Background and Objectives

The Background and Objectives section introduces your reader to the project. It establishes:

  • what your project is about;

  • the early work that you did to understand the project topic and any review of existing work that is similar to your project;

  • the requirements to be addressed during the project;

  • the process that was used to manage the work.

Background

Discuss the topic of your project. What did the project aim to do and what did you do to investigate it?

Look at your project diary to see what work you did early on. What resources did you read and investigate to understand the project and how did they help to define the work that you did? Resources could be books, research papers, online articles, similar software applications or other related work.

Include references to all of those resources in the References section. Your discussion will discuss the different resources and help the reader understand the wider context for your work. As you discuss the different resources, include citations so that a reader can find more information that supports your discussion.

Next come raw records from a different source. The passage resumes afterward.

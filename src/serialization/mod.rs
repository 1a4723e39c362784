//! Copyright (c) 2025-2026, Kirky.X
//!
//! MIT License
//!
//! 该模块定义了值的编解码边界。存储层只接触编码后的文本，
//! 不依赖值的具体结构。

pub mod json;

use crate::error::Result;
use serde::{de::DeserializeOwned, Serialize};
use serde_json::Value;

pub use json::JsonSerializer;

/// 序列化器特征
///
/// 定义序列化和反序列化操作的接口
pub trait Serializer: Send + Sync {
    /// 序列化值为文本
    fn serialize<T: Serialize>(&self, value: &T) -> Result<String>;

    /// 从文本反序列化值
    fn deserialize<T: DeserializeOwned>(&self, data: &str) -> Result<T>;
}

/// 序列化器枚举
///
/// 用于在客户端之间按值传递序列化器
#[derive(Clone, Debug)]
pub enum SerializerEnum {
    Json(JsonSerializer),
}

impl Default for SerializerEnum {
    fn default() -> Self {
        SerializerEnum::Json(JsonSerializer::new())
    }
}

impl SerializerEnum {
    /// 宽松解码
    ///
    /// 无法解析的存储内容按原始字符串返回，从不报错。
    pub fn decode_lenient(&self, data: &str) -> Value {
        self.deserialize::<Value>(data)
            .unwrap_or_else(|_| Value::String(data.to_string()))
    }
}

impl Serializer for SerializerEnum {
    fn serialize<T: Serialize>(&self, value: &T) -> Result<String> {
        match self {
            SerializerEnum::Json(s) => s.serialize(value),
        }
    }

    fn deserialize<T: DeserializeOwned>(&self, data: &str) -> Result<T> {
        match self {
            SerializerEnum::Json(s) => s.deserialize(data),
        }
    }
}
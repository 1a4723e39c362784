//! Copyright (c) 2025, Kirky.X
//!
//! MIT License
//!
//! 该模块定义了存储系统的配置结构和解析逻辑。

use crate::database::KEY_COLUMN_LENGTH;
use crate::error::{PitError, Result};
use crate::utils::validate_identifier;
use secrecy::{ExposeSecret, SecretString};
use serde::Deserialize;
use std::path::Path;

pub const CONFIG_VERSION: u32 = 1;
pub const CONFIG_VERSION_FIELD: &str = "config_version";

#[derive(Debug, Deserialize, Clone, Default)]
pub struct Config {
    #[serde(default, skip_serializing_if = "Option::is_none")]
    pub config_version: Option<u32>,
    #[serde(default)]
    pub global: GlobalConfig,
    #[serde(default)]
    pub database: DatabaseConfig,
    #[serde(default)]
    pub speculative: SpeculativeConfig,
    #[serde(default)]
    pub adapter: AdapterConfig,
}

/// 全局配置
#[derive(Deserialize, Clone, Debug)]
#[serde(default)]
pub struct GlobalConfig {
    /// 服务名称，用于日志和指标
    pub service_name: String,
    /// 序列化类型
    pub serialization: SerializationType,
    /// 是否启用指标收集
    pub enable_metrics: bool,
    /// 日志过滤规则，未设置时读取 `RUST_LOG`
    pub log_filter: Option<String>,
}

impl Default for GlobalConfig {
    fn default() -> Self {
        Self {
            service_name: "oxpit".to_string(),
            serialization: SerializationType::Json,
            enable_metrics: true,
            log_filter: None,
        }
    }
}

/// 序列化类型枚举
#[derive(Deserialize, Clone, Debug, PartialEq, Default)]
#[serde(rename_all = "lowercase")]
pub enum SerializationType {
    /// JSON序列化
    #[default]
    Json,
}

/// 数据库配置
#[derive(Deserialize, Clone, Debug)]
#[serde(default)]
pub struct DatabaseConfig {
    /// 连接字符串（可能包含密码）
    pub url: SecretString,
    /// 表名前缀
    pub table_prefix: String,
    /// 连接池最大连接数
    pub max_connections: u32,
    /// 连接超时时间（毫秒）
    pub connect_timeout_ms: u64,
}

impl Default for DatabaseConfig {
    fn default() -> Self {
        Self {
            url: SecretString::new("sqlite:./data/oxpit.db".to_string().into()),
            table_prefix: "oxpit_".to_string(),
            max_connections: 5,
            connect_timeout_ms: 5000,
        }
    }
}

/// 预加载配置
#[derive(Deserialize, Clone, Debug)]
#[serde(default)]
pub struct SpeculativeConfig {
    /// 是否为每个请求启用预加载
    pub enabled: bool,
    /// 每次批量查询的最大键数
    pub preload_chunk_size: usize,
}

impl Default for SpeculativeConfig {
    fn default() -> Self {
        Self {
            enabled: true,
            preload_chunk_size: 500,
        }
    }
}

/// 通用缓存适配器配置
#[derive(Deserialize, Clone, Debug)]
#[serde(default)]
pub struct AdapterConfig {
    /// 分组和键的命名空间前缀
    pub namespace_prefix: String,
    /// 超过该长度的键会被哈希
    pub max_key_length: usize,
}

impl Default for AdapterConfig {
    fn default() -> Self {
        Self {
            namespace_prefix: "_kv_".to_string(),
            max_key_length: 172,
        }
    }
}

impl Config {
    /// 从 TOML 字符串解析并验证配置
    pub fn from_toml_str(s: &str) -> Result<Self> {
        let config: Config = toml::from_str(s)
            .map_err(|e| PitError::ConfigError(format!("Failed to parse config: {}", e)))?;
        config.validate().map_err(PitError::ConfigError)?;
        Ok(config)
    }

    /// 从文件读取配置
    pub fn from_file<P: AsRef<Path>>(path: P) -> Result<Self> {
        let content = std::fs::read_to_string(path.as_ref()).map_err(|e| {
            PitError::ConfigError(format!(
                "Failed to read config file {}: {}",
                path.as_ref().display(),
                e
            ))
        })?;
        Self::from_toml_str(&content)
    }

    /// 验证配置
    ///
    /// 检查配置的有效性，确保所有必需的字段都已设置，并且值在合理范围内
    pub fn validate(&self) -> std::result::Result<(), String> {
        // 验证配置版本
        if let Some(version) = &self.config_version {
            if *version > CONFIG_VERSION {
                return Err(format!(
                    "Configuration version {} is not supported. Current version is {}.",
                    version, CONFIG_VERSION
                ));
            }
        }

        if self.global.service_name.is_empty() {
            return Err("Service name cannot be empty".to_string());
        }

        if self.global.service_name.len() > 64 {
            return Err(format!(
                "Service name '{}' exceeds maximum length of 64 characters",
                self.global.service_name
            ));
        }

        // 验证数据库配置
        if self.database.url.expose_secret().is_empty() {
            return Err("Database url cannot be empty".to_string());
        }

        validate_identifier(&self.database.table_prefix).map_err(|e| e.to_string())?;

        if !(1..=100).contains(&self.database.max_connections) {
            return Err("Database max_connections must be between 1 and 100".to_string());
        }

        if !(100..=60000).contains(&self.database.connect_timeout_ms) {
            return Err("Database connect_timeout_ms must be between 100 and 60000 ms".to_string());
        }

        // 验证预加载配置
        if self.speculative.preload_chunk_size == 0 || self.speculative.preload_chunk_size > 10000
        {
            return Err("Speculative preload_chunk_size must be between 1 and 10000".to_string());
        }

        // 验证适配器配置
        // 哈希后的键为32个字符，上限为 item_key 列宽
        if !(32..=KEY_COLUMN_LENGTH).contains(&self.adapter.max_key_length) {
            return Err(format!(
                "Adapter max_key_length must be between 32 and {}",
                KEY_COLUMN_LENGTH
            ));
        }

        if let Some(c) = self
            .adapter
            .namespace_prefix
            .chars()
            .find(|c| "{}()/\\@:".contains(*c))
        {
            return Err(format!(
                "Adapter namespace_prefix contains reserved character '{}'",
                c
            ));
        }

        Ok(())
    }
}
//! Instance deletion.

use tracing::{info, warn};

use super::{DELETED, InstanceOrchestrator, VOLUME_DELETED, poll_volume};
use crate::compute::{Cloud, ServerAction, VolumeAttachmentRecord};
use crate::error::{LifecycleError, Step};
use crate::instance::InstanceConfig;
use crate::poll::StatusRefresh;

const RELEASING: [&str; 3] = ["in-use", "detaching", "deleting"];

impl<C> InstanceOrchestrator<C>
where
    C: Cloud,
{
    /// Deletes an instance and waits until it is gone.
    ///
    /// Optionally stops it first (failures there are logged and ignored) and
    /// detaches its explicit ports (failures there are fatal). Exactly one
    /// delete request is submitted; a missing instance counts as deleted.
    /// Volumes attached beforehand are then awaited until released.
    ///
    /// # Errors
    ///
    /// Returns [`LifecycleError`] when port detachment, the delete request,
    /// or a wait fails. Volume release is only awaited when the attachments
    /// can be listed and volume status can be queried.
    pub async fn delete(
        &self,
        server_id: &str,
        config: &InstanceConfig,
    ) -> Result<(), LifecycleError> {
        let timeout = config.timeouts.delete;

        if config.stop_before_destroy {
            self.stop_before_delete(server_id, config).await;
        }

        if config.detach_ports_before_destroy {
            for port_id in config.ports() {
                self.detach_port(server_id, port_id, timeout).await?;
            }
        }

        let volumes = self.volumes_to_release(server_id).await;

        info!(
            instance_id = server_id,
            force = config.force_delete,
            "deleting instance"
        );
        let submitted = if config.force_delete {
            self.cloud.force_delete_server(server_id).await
        } else {
            self.cloud.delete_server(server_id).await
        };
        match submitted {
            Ok(()) => {}
            Err(err) if err.is_not_found() => {
                info!(instance_id = server_id, "instance already deleted");
                return Ok(());
            }
            Err(err) => return Err(LifecycleError::api(server_id, Step::Delete, err)),
        }

        let change =
            self.state_change(&["ACTIVE", "SHUTOFF"], &[DELETED, "SOFT_DELETED"], timeout);
        self.wait_for_server(server_id, Step::WaitForDelete, change)
            .await?;

        for volume in &volumes {
            let refresh =
                StatusRefresh::new(&self.cloud, volume.volume_id.as_str(), poll_volume::<C>);
            self.state_change(&RELEASING, &["available", VOLUME_DELETED], timeout)
                .wait(&refresh)
                .await
                .map_err(|err| LifecycleError::from_wait(server_id, Step::VolumeRelease, err))?;
        }
        Ok(())
    }

    /// Lists the volumes whose release is awaited after deletion. Failures
    /// here only cost that wait.
    async fn volumes_to_release(&self, server_id: &str) -> Vec<VolumeAttachmentRecord> {
        match self.cloud.list_volume_attachments(server_id).await {
            Ok(volumes) if volumes.is_empty() || self.cloud.tracks_volumes() => volumes,
            Ok(volumes) => {
                warn!(
                    instance_id = server_id,
                    volumes = volumes.len(),
                    "no block-storage endpoint configured; not waiting for volume release"
                );
                Vec::new()
            }
            Err(err) if err.is_not_found() => Vec::new(),
            Err(err) => {
                warn!(
                    instance_id = server_id,
                    error = %err,
                    "listing volume attachments failed; not waiting for volume release"
                );
                Vec::new()
            }
        }
    }

    async fn stop_before_delete(&self, server_id: &str, config: &InstanceConfig) {
        let result = async {
            self.cloud
                .server_action(server_id, &ServerAction::Stop)
                .await
                .map_err(|err| LifecycleError::api(server_id, Step::Stop, err))?;
            let change = self.state_change(&["ACTIVE"], &["SHUTOFF"], config.timeouts.delete);
            self.wait_for_server(server_id, Step::Stop, change).await
        }
        .await;
        if let Err(err) = result {
            warn!(
                instance_id = server_id,
                error = %err,
                "stop before delete failed; deleting anyway"
            );
        }
    }
}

The background may comment on the particular interest you have in the project and why it was something that you wanted to work on.

Analysis

Having established the background, write about your analysis of the problem and what that meant for the work that needed to be done. What was the problem to be solved or researched? What did you do to identify and analyse the requirements for the work? Discuss how your analysis was used to decompose the problem into different units of work.

Think about any alternative approaches that you investigated. What that means will vary by the type of project you are working on. It will probably include an assessment of the relevant technologies but it is likely to be wider than that. Issues such as data representation, processing issues and communications protocols are examples of other things that might be relevant.

You are not explaining the solutions in this section because you will discuss that in later sections. Here, you are analysing and decomposing the problem.

Clearly identify the objectives of the work. For an engineering project this is typically as a set of requirements. For a research project this is a statement of the research questions and the requirements for the supporting software you will create. You will evaluate your outcomes against those objectives later in the report. See Requirements for some additional guidance.

In most cases, the agreed objectives or requirements will be the result of a compromise between what would ideally have been produced and what was determined to be possible in the time available. A discussion of the process of arriving at the final list is usually appropriate.

Process

Describe the life cycle model or research method that you used. You do not need to write about all of the different process models that you are aware of. Focus on the process model that you have used and why you chose it. It is likely that you needed to adapt an existing process model to suit your project; clearly identify what you used and how you adapted it for your needs.

For the research projects, you will say more about the research method in a separate chapter. Here, you are identifying it and why it was used. Remember to also describe the process for the construction of the software elements you created to support your work.